• _Extracted data_
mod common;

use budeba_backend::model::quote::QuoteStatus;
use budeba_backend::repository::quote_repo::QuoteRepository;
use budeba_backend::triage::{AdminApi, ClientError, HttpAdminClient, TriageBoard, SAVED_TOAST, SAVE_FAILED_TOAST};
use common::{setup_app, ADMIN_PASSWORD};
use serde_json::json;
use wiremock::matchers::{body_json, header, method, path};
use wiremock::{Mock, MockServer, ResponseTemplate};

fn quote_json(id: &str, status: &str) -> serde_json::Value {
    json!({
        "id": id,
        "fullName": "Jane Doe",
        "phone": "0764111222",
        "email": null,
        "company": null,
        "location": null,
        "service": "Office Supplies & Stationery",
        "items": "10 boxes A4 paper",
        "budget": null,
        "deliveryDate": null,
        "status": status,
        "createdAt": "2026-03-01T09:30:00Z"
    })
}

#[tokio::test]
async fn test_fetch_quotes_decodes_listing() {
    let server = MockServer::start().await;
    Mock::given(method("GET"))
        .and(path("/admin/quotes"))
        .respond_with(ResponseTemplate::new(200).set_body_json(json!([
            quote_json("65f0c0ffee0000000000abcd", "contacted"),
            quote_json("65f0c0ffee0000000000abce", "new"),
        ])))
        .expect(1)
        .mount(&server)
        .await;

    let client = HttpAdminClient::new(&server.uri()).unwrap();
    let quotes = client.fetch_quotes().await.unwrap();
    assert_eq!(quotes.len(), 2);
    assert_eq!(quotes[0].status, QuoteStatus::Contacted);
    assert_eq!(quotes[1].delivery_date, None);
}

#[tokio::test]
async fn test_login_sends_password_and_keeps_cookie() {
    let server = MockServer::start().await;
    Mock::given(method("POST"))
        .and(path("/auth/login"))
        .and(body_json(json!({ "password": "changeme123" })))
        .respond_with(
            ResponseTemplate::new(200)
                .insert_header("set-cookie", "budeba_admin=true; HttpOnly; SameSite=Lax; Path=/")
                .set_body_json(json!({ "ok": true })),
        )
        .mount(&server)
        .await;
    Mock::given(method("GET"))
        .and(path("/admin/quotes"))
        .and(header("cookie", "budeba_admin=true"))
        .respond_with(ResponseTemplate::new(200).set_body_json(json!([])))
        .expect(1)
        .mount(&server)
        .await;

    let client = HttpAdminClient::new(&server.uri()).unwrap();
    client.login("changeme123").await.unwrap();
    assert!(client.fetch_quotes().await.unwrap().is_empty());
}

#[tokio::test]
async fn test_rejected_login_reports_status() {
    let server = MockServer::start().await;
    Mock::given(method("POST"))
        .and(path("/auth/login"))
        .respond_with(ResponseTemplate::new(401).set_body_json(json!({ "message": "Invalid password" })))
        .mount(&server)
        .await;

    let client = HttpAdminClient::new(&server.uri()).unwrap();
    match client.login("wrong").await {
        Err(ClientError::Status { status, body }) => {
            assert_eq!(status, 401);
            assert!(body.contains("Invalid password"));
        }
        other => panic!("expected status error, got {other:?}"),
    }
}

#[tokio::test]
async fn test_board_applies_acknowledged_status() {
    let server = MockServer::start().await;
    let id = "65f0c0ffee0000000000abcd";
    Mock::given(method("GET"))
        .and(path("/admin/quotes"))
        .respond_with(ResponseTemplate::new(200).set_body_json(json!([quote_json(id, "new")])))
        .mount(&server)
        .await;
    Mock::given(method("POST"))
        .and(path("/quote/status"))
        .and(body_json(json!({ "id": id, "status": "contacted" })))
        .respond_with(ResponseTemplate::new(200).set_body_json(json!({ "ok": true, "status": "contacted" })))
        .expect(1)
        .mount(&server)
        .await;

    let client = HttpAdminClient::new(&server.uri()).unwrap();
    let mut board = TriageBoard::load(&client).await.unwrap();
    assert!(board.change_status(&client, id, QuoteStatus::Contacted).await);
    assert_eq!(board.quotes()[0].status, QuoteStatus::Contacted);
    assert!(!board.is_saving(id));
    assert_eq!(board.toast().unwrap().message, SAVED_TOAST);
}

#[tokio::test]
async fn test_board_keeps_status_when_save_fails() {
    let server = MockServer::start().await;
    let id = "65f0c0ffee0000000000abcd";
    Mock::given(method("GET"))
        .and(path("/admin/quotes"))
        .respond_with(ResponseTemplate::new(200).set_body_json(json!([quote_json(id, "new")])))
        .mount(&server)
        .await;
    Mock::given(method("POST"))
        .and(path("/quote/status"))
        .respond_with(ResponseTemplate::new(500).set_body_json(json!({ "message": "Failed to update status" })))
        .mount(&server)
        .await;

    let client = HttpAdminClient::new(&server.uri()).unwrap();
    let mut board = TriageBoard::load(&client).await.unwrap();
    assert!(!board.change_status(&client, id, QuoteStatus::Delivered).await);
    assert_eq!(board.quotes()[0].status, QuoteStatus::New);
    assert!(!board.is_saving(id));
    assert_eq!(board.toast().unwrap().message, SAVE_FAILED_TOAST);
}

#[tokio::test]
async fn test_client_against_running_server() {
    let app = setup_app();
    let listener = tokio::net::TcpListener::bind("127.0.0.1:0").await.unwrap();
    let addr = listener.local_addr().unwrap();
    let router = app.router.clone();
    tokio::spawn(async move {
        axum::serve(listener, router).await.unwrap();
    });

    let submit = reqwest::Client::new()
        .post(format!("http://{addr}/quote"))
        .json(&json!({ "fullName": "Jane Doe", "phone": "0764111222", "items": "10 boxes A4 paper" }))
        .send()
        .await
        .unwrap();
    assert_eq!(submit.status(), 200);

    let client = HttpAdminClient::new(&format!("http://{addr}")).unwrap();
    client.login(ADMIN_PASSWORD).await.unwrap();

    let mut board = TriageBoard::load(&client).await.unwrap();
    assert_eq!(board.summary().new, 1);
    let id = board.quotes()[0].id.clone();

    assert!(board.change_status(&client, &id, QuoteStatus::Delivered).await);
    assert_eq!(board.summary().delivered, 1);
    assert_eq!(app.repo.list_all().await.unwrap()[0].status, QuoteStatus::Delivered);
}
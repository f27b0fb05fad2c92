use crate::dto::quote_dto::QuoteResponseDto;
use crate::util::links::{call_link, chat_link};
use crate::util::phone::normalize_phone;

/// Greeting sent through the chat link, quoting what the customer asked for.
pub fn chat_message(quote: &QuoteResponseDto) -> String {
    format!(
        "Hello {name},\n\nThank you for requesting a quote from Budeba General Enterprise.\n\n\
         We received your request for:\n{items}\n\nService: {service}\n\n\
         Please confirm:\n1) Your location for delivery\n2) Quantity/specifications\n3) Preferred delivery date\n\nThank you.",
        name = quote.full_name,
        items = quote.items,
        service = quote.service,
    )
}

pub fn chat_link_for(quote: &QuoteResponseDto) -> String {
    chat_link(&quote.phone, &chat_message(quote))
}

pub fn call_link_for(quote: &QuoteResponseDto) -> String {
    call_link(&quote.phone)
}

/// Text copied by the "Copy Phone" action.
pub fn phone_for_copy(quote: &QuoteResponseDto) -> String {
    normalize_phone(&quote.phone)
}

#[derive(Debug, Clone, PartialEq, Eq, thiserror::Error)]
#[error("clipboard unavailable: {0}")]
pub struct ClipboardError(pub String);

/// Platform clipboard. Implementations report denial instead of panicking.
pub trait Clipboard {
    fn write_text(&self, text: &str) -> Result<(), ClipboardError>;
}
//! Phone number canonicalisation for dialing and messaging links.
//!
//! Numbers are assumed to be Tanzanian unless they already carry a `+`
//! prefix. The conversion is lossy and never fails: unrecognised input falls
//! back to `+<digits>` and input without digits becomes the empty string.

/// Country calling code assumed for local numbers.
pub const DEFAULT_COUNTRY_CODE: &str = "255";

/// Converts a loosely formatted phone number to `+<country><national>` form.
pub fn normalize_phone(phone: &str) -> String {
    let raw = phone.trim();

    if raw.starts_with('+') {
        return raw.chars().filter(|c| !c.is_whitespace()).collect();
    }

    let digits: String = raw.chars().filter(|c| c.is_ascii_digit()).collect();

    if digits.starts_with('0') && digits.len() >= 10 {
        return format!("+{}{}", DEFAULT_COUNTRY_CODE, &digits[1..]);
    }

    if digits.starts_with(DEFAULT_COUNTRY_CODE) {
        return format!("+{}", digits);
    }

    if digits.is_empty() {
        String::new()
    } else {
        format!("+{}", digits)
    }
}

• _Assigned task_
Give back exactly the lines of the listing above, starting with its first line and ending with the line that holds "use serde_json::json;".

• _Worked solution_
mod common;

use budeba_backend::model::quote::QuoteStatus;
use budeba_backend::repository::quote_repo::QuoteRepository;
use budeba_backend::triage::{AdminApi, ClientError, HttpAdminClient, TriageBoard, SAVED_TOAST, SAVE_FAILED_TOAST};
use common::{setup_app, ADMIN_PASSWORD};
use serde_json::json;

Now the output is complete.